[Items from a dataset]
──────────────────────────────

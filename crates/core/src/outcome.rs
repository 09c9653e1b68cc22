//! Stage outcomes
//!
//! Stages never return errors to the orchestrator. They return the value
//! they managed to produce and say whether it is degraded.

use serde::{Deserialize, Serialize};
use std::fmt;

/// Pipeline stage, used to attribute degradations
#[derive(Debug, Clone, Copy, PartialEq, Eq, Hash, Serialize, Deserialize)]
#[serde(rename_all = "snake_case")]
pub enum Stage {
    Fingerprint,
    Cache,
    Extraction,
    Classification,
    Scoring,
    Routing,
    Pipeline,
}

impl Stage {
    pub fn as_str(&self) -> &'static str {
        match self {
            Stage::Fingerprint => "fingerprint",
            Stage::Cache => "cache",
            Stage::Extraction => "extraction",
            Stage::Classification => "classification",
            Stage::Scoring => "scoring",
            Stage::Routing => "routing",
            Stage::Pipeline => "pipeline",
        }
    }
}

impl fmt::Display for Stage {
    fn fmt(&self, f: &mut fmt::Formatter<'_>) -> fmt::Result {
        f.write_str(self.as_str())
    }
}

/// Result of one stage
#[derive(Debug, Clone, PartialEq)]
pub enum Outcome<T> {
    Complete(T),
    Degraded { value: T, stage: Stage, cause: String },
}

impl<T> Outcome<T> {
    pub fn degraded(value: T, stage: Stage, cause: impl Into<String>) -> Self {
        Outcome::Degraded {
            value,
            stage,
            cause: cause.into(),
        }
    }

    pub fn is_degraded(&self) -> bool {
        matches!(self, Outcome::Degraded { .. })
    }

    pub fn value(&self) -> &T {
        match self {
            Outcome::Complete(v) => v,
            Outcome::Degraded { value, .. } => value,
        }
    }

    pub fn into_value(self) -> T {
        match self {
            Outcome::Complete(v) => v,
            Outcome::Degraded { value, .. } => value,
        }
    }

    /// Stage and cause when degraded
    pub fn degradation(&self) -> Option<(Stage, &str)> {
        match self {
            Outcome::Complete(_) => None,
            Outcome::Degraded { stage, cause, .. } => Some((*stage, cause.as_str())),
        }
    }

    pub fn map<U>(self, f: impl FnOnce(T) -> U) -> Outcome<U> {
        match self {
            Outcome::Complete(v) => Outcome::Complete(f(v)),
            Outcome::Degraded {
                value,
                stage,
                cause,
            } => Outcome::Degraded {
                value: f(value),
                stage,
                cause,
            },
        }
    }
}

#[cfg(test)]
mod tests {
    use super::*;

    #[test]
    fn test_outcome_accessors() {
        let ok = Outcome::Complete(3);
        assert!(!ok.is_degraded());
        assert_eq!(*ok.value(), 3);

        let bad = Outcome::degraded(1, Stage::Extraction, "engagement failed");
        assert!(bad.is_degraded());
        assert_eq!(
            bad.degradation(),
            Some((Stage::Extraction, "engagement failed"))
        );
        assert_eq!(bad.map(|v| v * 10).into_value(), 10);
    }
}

──────────────────────────────

* **Task to carry out**
Note each line of the entries that has "Classification" in it, and copy those lines.

* **Solution to this exercise**
    Classification,
            Stage::Classification => "classification",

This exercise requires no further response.